⟨
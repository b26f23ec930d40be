//! Strand orientation and strand combination policy
//!
//! Tracks may carry a strand per element. When two elements collapse into
//! one during a union, their strands are combined through a configurable
//! policy.

/// Strand orientation of one element
///
/// `Missing` corresponds to the '.' strand of tabular track formats.
#[derive(Debug, Clone, Copy, PartialEq, Eq, Default, Hash)]
pub enum Strand {
    Plus,
    Minus,
    #[default]
    Missing,
}

impl Strand {
    /// Parse strand from char
    ///
    /// # Examples
    /// ```
    /// use trackops::core::Strand;
    /// assert_eq!(Strand::from_char('+'), Some(Strand::Plus));
    /// assert_eq!(Strand::from_char('-'), Some(Strand::Minus));
    /// assert_eq!(Strand::from_char('.'), Some(Strand::Missing));
    /// assert_eq!(Strand::from_char('x'), None);
    /// ```
    pub fn from_char(c: char) -> Option<Self> {
        match c {
            '+' => Some(Strand::Plus),
            '-' => Some(Strand::Minus),
            '.' => Some(Strand::Missing),
            _ => None,
        }
    }

    /// Convert to char
    pub fn to_char(&self) -> char {
        match self {
            Strand::Plus => '+',
            Strand::Minus => '-',
            Strand::Missing => '.',
        }
    }
}

impl std::fmt::Display for Strand {
    fn fmt(&self, f: &mut std::fmt::Formatter<'_>) -> std::fmt::Result {
        write!(f, "{}", self.to_char())
    }
}

/// Policy for combining the strands of a merge group
///
/// Conflicting strands resolve to `Missing` unless
/// `treat_missing_as_negative` is set, in which case a missing strand is
/// read as `Minus` before the comparison (so missing-vs-minus resolves to
/// minus, and missing-vs-plus remains a conflict).
#[derive(Debug, Clone, Copy, PartialEq, Eq)]
pub struct StrandPolicy {
    pub use_strands: bool,
    pub treat_missing_as_negative: bool,
}

impl Default for StrandPolicy {
    fn default() -> Self {
        StrandPolicy {
            use_strands: true,
            treat_missing_as_negative: false,
        }
    }
}

impl StrandPolicy {
    /// The strand a given element contributes under this policy
    pub fn effective(&self, strand: Strand) -> Strand {
        if self.treat_missing_as_negative && strand == Strand::Missing {
            Strand::Minus
        } else {
            strand
        }
    }

    /// Combine two contributing strands
    pub fn combine(&self, a: Strand, b: Strand) -> Strand {
        let (a, b) = (self.effective(a), self.effective(b));
        if a == b {
            a
        } else {
            Strand::Missing
        }
    }

    /// Fold the strands of a whole merge group
    pub fn fold<I: IntoIterator<Item = Strand>>(&self, strands: I) -> Strand {
        let mut it = strands.into_iter();
        let first = match it.next() {
            Some(s) => self.effective(s),
            None => return Strand::Missing,
        };
        it.fold(first, |acc, s| self.combine(acc, s))
    }
}
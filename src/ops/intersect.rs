//! Intersection of two tracks
//!
//! Per chromosome, emits the non-empty cuts between the footprints of the
//! two inputs. The output keeps the first input's format, and every cut
//! carries the aux data of the first-input element it was cut from; the
//! second input contributes footprint only.

use crate::core::{GenomeRegion, Result, TrackCollection, TrackContents, TrackFormat};
use crate::ops::operator::{BinaryTrackOperation, InputRequirement};
use crate::ops::sweep::{intersect_indexed, intersect_two_pointer, IntersectSweep};

/// Intersection of two tracks over a shared genome
///
/// The default algorithm is a linear two-pointer scan and requires both
/// inputs to be overlap-free. Inputs declaring `allow_overlap` are only
/// accepted through [`Intersect::brute_force`], which trades the scan for
/// an interval index over the second input and enumerates every
/// overlapping pair.
pub struct Intersect<'a> {
    a: &'a TrackContents,
    b: &'a TrackContents,
    brute_force: bool,
}

impl<'a> Intersect<'a> {
    pub fn new(a: &'a TrackContents, b: &'a TrackContents) -> Self {
        Intersect {
            a,
            b,
            brute_force: false,
        }
    }

    /// Opt in to the indexed algorithm that accepts overlapping inputs
    pub fn brute_force(mut self) -> Self {
        self.brute_force = true;
        self
    }
}

/// Copy one element's aux columns per the sweep's index map
fn copy_aux(source: &TrackCollection, sweep: &IntersectSweep, mut out: TrackCollection) -> Result<TrackCollection> {
    if let Some(values) = source.values() {
        let mut out_values = values.empty_like();
        for &idx in &sweep.source_idx {
            out_values.push(values.get(idx))?;
        }
        out = out.with_values(out_values)?;
    }
    if let Some(strands) = source.strands() {
        out = out.with_strands(sweep.source_idx.iter().map(|&idx| strands[idx]).collect())?;
    }
    if let (Some(ids), Some(edges)) = (source.ids(), source.edges()) {
        out = out.with_links(
            sweep.source_idx.iter().map(|&idx| ids[idx].clone()).collect(),
            sweep
                .source_idx
                .iter()
                .map(|&idx| edges[idx].clone())
                .collect(),
        )?;
        if let Some(weights) = source.weights() {
            out = out.with_weights(
                sweep
                    .source_idx
                    .iter()
                    .map(|&idx| weights[idx].clone())
                    .collect(),
            )?;
        }
    }
    Ok(out)
}

impl BinaryTrackOperation for Intersect<'_> {
    fn inputs(&self) -> (&TrackContents, &TrackContents) {
        (self.a, self.b)
    }

    fn requirements(&self) -> [InputRequirement; 2] {
        [InputRequirement {
            accepts_overlapping: self.brute_force,
        }; 2]
    }

    fn output_format(&self) -> TrackFormat {
        self.a.format()
    }

    fn input_formats(&self) -> [TrackFormat; 2] {
        // The second input contributes footprint only; its aux columns
        // are stripped in the coercion.
        let b_shape = if self.b.format().is_segmented() {
            TrackFormat::Segments
        } else {
            TrackFormat::Points
        };
        [self.a.format(), b_shape]
    }

    fn result_allow_overlap(&self) -> bool {
        self.a.allow_overlap() || self.b.allow_overlap()
    }

    fn compute_region(
        &self,
        _region: &GenomeRegion,
        a: &TrackCollection,
        b: &TrackCollection,
    ) -> Result<TrackCollection> {
        let a_ends = a.effective_ends();
        let b_ends = b.effective_ends();
        let sweep = if self.brute_force {
            intersect_indexed(a.starts(), &a_ends, b.starts(), &b_ends)
        } else {
            intersect_two_pointer(a.starts(), &a_ends, b.starts(), &b_ends)
        };

        let out = if self.a.format().is_segmented() {
            TrackCollection::segments(sweep.starts.clone(), sweep.ends.clone())?
        } else {
            // A point survives intact or not at all; its cut is the unit
            // interval at its own coordinate.
            TrackCollection::points(sweep.starts.clone())
        };
        copy_aux(a, &sweep, out)
    }
}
⟩
Exercise :: Retype the records above in full, exactly as they appear.

Result of the exercise ::
repository b26f23ec930d40be
//! Strand orientation and strand combination policy
//!
//! Tracks may carry a strand per element. When two elements collapse into
//! one during a union, their strands are combined through a configurable
//! policy.

/// Strand orientation of one element
///
/// `Missing` corresponds to the '.' strand of tabular track formats.
#[derive(Debug, Clone, Copy, PartialEq, Eq, Default, Hash)]
pub enum Strand {
    Plus,
    Minus,
    #[default]
    Missing,
}

impl Strand {
    /// Parse strand from char
    ///
    /// # Examples
    /// ```
    /// use trackops::core::Strand;
    /// assert_eq!(Strand::from_char('+'), Some(Strand::Plus));
    /// assert_eq!(Strand::from_char('-'), Some(Strand::Minus));
    /// assert_eq!(Strand::from_char('.'), Some(Strand::Missing));
    /// assert_eq!(Strand::from_char('x'), None);
    /// ```
    pub fn from_char(c: char) -> Option<Self> {
        match c {
            '+' => Some(Strand::Plus),
            '-' => Some(Strand::Minus),
            '.' => Some(Strand::Missing),
            _ => None,
        }
    }

    /// Convert to char
    pub fn to_char(&self) -> char {
        match self {
            Strand::Plus => '+',
            Strand::Minus => '-',
            Strand::Missing => '.',
        }
    }
}

impl std::fmt::Display for Strand {
    fn fmt(&self, f: &mut std::fmt::Formatter<'_>) -> std::fmt::Result {
        write!(f, "{}", self.to_char())
    }
}

/// Policy for combining the strands of a merge group
///
/// Conflicting strands resolve to `Missing` unless
/// `treat_missing_as_negative` is set, in which case a missing strand is
/// read as `Minus` before the comparison (so missing-vs-minus resolves to
/// minus, and missing-vs-plus remains a conflict).
#[derive(Debug, Clone, Copy, PartialEq, Eq)]
pub struct StrandPolicy {
    pub use_strands: bool,
    pub treat_missing_as_negative: bool,
}

impl Default for StrandPolicy {
    fn default() -> Self {
        StrandPolicy {
            use_strands: true,
            treat_missing_as_negative: false,
        }
    }
}

impl StrandPolicy {
    /// The strand a given element contributes under this policy
    pub fn effective(&self, strand: Strand) -> Strand {
        if self.treat_missing_as_negative && strand == Strand::Missing {
            Strand::Minus
        } else {
            strand
        }
    }

    /// Combine two contributing strands
    pub fn combine(&self, a: Strand, b: Strand) -> Strand {
        let (a, b) = (self.effective(a), self.effective(b));
        if a == b {
            a
        } else {
            Strand::Missing
        }
    }

    /// Fold the strands of a whole merge group
    pub fn fold<I: IntoIterator<Item = Strand>>(&self, strands: I) -> Strand {
        let mut it = strands.into_iter();
        let first = match it.next() {
            Some(s) => self.effective(s),
            None => return Strand::Missing,
        };
        it.fold(first, |acc, s| self.combine(acc, s))
    }
}
filename src/ops/intersect.rs
//! Intersection of two tracks
//!
//! Per chromosome, emits the non-empty cuts between the footprints of the
//! two inputs. The output keeps the first input's format, and every cut
//! carries the aux data of the first-input element it was cut from; the
//! second input contributes footprint only.

use crate::core::{GenomeRegion, Result, TrackCollection, TrackContents, TrackFormat};
use crate::ops::operator::{BinaryTrackOperation, InputRequirement};
use crate::ops::sweep::{intersect_indexed, intersect_two_pointer, IntersectSweep};

/// Intersection of two tracks over a shared genome
///
/// The default algorithm is a linear two-pointer scan and requires both
/// inputs to be overlap-free. Inputs declaring `allow_overlap` are only
/// accepted through [`Intersect::brute_force`], which trades the scan for
/// an interval index over the second input and enumerates every
/// overlapping pair.
pub struct Intersect<'a> {
    a: &'a TrackContents,
    b: &'a TrackContents,
    brute_force: bool,
}

impl<'a> Intersect<'a> {
    pub fn new(a: &'a TrackContents, b: &'a TrackContents) -> Self {
        Intersect {
            a,
            b,
            brute_force: false,
        }
    }

    /// Opt in to the indexed algorithm that accepts overlapping inputs
    pub fn brute_force(mut self) -> Self {
        self.brute_force = true;
        self
    }
}

/// Copy one element's aux columns per the sweep's index map
fn copy_aux(source: &TrackCollection, sweep: &IntersectSweep, mut out: TrackCollection) -> Result<TrackCollection> {
    if let Some(values) = source.values() {
        let mut out_values = values.empty_like();
        for &idx in &sweep.source_idx {
            out_values.push(values.get(idx))?;
        }
        out = out.with_values(out_values)?;
    }
    if let Some(strands) = source.strands() {
        out = out.with_strands(sweep.source_idx.iter().map(|&idx| strands[idx]).collect())?;
    }
    if let (Some(ids), Some(edges)) = (source.ids(), source.edges()) {
        out = out.with_links(
            sweep.source_idx.iter().map(|&idx| ids[idx].clone()).collect(),
            sweep
                .source_idx
                .iter()
                .map(|&idx| edges[idx].clone())
                .collect(),
        )?;
        if let Some(weights) = source.weights() {
            out = out.with_weights(
                sweep
                    .source_idx
                    .iter()
                    .map(|&idx| weights[idx].clone())
                    .collect(),
            )?;
        }
    }
    Ok(out)
}

impl BinaryTrackOperation for Intersect<'_> {
    fn inputs(&self) -> (&TrackContents, &TrackContents) {
        (self.a, self.b)
    }

    fn requirements(&self) -> [InputRequirement; 2] {
        [InputRequirement {
            accepts_overlapping: self.brute_force,
        }; 2]
    }

    fn output_format(&self) -> TrackFormat {
        self.a.format()
    }

    fn input_formats(&self) -> [TrackFormat; 2] {
        // The second input contributes footprint only; its aux columns
        // are stripped in the coercion.
        let b_shape = if self.b.format().is_segmented() {
            TrackFormat::Segments
        } else {
            TrackFormat::Points
        };
        [self.a.format(), b_shape]
    }

    fn result_allow_overlap(&self) -> bool {
        self.a.allow_overlap() || self.b.allow_overlap()
    }

    fn compute_region(
        &self,
        _region: &GenomeRegion,
        a: &TrackCollection,
        b: &TrackCollection,
    ) -> Result<TrackCollection> {
        let a_ends = a.effective_ends();
        let b_ends = b.effective_ends();
        let sweep = if self.brute_force {
            intersect_indexed(a.starts(), &a_ends, b.starts(), &b_ends)
        } else {
            intersect_two_pointer(a.starts(), &a_ends, b.starts(), &b_ends)
        };

        let out = if self.a.format().is_segmented() {
            TrackCollection::segments(sweep.starts.clone(), sweep.ends.clone())?
        } else {
            // A point survives intact or not at all; its cut is the unit
            // interval at its own coordinate.
            TrackCollection::points(sweep.starts.clone())
        };
        copy_aux(a, &sweep, out)
    }
}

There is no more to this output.